╔══

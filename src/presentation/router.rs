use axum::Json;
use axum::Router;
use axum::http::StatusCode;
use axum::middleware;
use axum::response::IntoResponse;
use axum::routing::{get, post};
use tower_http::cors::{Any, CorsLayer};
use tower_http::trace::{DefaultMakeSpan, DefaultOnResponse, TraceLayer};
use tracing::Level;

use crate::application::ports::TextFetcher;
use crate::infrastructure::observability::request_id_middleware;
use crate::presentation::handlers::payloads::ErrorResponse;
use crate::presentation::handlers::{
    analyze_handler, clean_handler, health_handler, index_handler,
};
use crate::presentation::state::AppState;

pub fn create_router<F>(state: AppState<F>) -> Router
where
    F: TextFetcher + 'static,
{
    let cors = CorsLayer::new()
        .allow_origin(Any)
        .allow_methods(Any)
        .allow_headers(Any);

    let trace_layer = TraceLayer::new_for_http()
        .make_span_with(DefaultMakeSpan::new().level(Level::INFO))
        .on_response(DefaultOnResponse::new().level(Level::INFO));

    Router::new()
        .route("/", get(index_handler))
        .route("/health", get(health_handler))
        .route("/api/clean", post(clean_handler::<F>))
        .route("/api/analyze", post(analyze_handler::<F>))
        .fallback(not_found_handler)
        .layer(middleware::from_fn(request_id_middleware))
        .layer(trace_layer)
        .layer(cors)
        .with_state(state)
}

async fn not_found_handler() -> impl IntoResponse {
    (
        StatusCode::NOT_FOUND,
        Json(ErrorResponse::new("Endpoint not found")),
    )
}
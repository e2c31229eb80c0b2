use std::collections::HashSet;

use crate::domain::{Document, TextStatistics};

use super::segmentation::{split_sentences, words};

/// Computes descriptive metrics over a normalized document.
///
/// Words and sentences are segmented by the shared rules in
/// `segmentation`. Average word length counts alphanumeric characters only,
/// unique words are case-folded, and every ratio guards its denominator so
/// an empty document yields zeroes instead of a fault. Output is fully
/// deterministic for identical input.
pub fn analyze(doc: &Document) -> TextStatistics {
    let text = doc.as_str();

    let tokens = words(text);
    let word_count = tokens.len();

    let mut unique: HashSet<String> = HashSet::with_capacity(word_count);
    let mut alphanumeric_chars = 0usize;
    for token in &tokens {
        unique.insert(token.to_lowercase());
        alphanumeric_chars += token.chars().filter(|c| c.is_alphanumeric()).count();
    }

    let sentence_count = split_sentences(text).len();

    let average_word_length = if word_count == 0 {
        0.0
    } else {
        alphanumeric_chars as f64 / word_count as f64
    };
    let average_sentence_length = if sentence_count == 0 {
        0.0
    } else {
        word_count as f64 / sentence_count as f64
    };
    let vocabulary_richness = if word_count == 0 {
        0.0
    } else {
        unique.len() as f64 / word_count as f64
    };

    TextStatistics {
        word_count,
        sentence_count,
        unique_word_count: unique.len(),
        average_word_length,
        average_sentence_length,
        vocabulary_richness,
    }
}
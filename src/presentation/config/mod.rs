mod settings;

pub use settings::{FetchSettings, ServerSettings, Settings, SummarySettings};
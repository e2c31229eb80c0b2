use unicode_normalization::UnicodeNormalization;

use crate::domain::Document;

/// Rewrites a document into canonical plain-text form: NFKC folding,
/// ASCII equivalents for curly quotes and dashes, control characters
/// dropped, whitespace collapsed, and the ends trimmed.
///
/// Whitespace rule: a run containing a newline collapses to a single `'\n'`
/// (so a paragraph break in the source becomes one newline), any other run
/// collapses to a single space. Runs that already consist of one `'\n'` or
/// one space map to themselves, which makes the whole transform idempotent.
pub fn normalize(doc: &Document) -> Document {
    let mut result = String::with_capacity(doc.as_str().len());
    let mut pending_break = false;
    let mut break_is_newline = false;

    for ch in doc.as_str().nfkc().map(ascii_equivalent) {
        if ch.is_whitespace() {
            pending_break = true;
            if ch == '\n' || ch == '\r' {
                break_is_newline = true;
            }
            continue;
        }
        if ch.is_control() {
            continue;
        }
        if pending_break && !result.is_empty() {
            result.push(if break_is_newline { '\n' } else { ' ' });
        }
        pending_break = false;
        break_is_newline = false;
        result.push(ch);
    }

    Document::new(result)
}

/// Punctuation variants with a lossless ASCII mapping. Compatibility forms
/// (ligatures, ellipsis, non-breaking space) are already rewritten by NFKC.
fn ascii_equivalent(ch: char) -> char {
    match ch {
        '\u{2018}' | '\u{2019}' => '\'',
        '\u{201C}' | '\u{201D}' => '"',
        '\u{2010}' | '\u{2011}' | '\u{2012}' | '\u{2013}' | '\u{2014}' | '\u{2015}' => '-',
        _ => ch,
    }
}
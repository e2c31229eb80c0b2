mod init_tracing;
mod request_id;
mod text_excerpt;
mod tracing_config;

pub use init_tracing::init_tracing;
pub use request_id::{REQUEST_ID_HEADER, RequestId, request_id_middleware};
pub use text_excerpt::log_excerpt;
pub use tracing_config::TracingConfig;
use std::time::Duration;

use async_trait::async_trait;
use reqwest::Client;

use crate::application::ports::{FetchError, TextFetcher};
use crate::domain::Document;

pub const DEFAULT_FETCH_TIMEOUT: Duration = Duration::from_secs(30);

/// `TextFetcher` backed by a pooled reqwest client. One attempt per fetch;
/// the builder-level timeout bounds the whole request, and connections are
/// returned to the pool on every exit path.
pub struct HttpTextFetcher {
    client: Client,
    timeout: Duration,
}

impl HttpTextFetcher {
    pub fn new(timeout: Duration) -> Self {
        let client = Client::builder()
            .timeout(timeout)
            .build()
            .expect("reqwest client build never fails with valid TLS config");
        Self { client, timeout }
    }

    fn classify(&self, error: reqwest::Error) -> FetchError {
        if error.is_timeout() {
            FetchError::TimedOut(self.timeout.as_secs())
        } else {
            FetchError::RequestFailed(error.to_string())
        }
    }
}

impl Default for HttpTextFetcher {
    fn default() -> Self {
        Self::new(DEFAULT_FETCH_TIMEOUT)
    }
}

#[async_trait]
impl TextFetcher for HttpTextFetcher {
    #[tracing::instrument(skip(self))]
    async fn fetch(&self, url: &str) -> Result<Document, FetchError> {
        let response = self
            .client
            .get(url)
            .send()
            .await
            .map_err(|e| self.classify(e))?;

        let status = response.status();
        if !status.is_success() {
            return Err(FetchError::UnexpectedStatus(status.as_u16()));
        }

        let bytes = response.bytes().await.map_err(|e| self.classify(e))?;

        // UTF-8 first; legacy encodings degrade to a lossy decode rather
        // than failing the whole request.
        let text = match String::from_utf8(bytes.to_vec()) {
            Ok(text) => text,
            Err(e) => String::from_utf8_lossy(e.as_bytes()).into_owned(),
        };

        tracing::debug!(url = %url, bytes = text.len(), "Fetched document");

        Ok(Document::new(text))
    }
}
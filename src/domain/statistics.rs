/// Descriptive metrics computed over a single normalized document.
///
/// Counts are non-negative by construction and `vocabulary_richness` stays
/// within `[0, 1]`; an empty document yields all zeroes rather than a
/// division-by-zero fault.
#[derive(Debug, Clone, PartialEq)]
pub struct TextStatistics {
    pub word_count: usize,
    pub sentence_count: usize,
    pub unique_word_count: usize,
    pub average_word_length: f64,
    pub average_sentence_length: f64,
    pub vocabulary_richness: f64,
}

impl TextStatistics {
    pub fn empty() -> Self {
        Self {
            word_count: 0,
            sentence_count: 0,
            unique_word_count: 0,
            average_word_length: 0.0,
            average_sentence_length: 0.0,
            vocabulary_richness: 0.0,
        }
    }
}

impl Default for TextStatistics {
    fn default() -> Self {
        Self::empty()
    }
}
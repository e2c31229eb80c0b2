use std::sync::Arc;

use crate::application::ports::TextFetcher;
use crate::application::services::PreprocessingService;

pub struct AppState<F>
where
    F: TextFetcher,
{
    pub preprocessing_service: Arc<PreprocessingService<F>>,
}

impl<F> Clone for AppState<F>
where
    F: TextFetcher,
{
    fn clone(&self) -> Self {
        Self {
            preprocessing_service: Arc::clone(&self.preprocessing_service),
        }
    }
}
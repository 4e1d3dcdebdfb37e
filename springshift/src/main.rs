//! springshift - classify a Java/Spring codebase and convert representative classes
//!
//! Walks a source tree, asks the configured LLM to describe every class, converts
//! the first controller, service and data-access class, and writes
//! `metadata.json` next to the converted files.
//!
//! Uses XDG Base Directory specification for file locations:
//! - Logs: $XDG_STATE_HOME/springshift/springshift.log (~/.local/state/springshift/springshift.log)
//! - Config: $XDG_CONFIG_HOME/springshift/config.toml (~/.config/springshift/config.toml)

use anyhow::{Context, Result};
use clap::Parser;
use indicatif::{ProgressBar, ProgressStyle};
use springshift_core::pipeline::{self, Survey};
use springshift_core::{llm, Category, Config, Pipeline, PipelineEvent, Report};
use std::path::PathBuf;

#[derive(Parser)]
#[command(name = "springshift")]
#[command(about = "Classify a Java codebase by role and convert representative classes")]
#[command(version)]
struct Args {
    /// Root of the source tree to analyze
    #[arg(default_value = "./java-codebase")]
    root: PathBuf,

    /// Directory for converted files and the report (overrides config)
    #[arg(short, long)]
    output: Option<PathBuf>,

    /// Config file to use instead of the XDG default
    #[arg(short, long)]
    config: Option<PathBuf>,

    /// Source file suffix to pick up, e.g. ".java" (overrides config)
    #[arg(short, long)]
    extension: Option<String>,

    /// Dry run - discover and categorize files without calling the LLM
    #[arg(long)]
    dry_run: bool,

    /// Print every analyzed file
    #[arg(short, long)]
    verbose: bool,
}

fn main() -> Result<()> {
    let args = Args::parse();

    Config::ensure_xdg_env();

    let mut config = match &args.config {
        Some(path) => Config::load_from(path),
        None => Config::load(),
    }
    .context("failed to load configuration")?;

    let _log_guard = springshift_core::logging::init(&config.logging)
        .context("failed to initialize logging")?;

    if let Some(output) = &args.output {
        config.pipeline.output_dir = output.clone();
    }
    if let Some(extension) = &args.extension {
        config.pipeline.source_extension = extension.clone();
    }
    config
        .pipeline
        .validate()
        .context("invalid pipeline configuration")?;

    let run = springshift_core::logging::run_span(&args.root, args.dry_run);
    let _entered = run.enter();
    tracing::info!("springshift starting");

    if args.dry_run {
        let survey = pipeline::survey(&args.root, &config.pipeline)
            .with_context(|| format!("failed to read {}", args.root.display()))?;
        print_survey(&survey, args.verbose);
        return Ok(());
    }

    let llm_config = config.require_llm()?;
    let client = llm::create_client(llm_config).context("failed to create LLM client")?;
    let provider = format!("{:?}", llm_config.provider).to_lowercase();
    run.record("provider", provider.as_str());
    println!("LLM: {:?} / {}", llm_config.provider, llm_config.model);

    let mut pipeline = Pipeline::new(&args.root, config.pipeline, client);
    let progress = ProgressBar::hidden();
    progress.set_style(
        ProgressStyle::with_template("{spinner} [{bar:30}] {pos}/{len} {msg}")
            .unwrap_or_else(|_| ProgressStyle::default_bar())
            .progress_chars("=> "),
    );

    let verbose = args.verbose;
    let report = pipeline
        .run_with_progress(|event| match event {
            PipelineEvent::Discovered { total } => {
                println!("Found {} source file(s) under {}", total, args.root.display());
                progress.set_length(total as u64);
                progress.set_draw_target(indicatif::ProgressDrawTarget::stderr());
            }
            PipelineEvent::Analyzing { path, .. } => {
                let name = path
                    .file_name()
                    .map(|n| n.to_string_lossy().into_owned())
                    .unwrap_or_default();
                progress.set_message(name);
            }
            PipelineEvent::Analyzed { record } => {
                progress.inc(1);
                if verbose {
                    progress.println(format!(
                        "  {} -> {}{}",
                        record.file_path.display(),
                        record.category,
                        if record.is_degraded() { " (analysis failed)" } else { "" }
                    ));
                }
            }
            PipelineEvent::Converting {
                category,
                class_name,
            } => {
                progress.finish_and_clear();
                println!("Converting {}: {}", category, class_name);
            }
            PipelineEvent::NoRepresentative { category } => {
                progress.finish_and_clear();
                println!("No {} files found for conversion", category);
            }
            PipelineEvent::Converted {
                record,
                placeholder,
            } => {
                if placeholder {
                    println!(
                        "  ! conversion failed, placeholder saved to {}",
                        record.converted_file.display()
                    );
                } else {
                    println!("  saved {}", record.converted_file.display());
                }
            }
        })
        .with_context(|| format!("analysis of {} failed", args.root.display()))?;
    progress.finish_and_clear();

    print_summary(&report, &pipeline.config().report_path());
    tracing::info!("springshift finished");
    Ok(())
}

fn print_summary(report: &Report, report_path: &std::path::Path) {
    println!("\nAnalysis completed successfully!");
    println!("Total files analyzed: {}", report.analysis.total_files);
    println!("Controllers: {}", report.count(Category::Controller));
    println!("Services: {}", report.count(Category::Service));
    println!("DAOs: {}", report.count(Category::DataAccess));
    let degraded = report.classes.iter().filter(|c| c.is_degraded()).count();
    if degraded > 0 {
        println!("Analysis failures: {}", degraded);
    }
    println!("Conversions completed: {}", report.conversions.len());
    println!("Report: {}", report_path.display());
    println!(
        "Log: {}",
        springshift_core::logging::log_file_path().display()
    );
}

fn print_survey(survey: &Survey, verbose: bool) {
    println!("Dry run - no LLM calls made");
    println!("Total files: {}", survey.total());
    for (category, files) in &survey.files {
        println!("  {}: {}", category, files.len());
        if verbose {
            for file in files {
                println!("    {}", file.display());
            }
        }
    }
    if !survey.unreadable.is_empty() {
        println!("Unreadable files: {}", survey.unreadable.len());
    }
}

╚══

### Task description
Scan the listing and report each line where the word "verbose" shows up.

### Exercise result
    verbose: bool,
        print_survey(&survey, args.verbose);
    let verbose = args.verbose;
                if verbose {
fn print_survey(survey: &Survey, verbose: bool) {
        if verbose {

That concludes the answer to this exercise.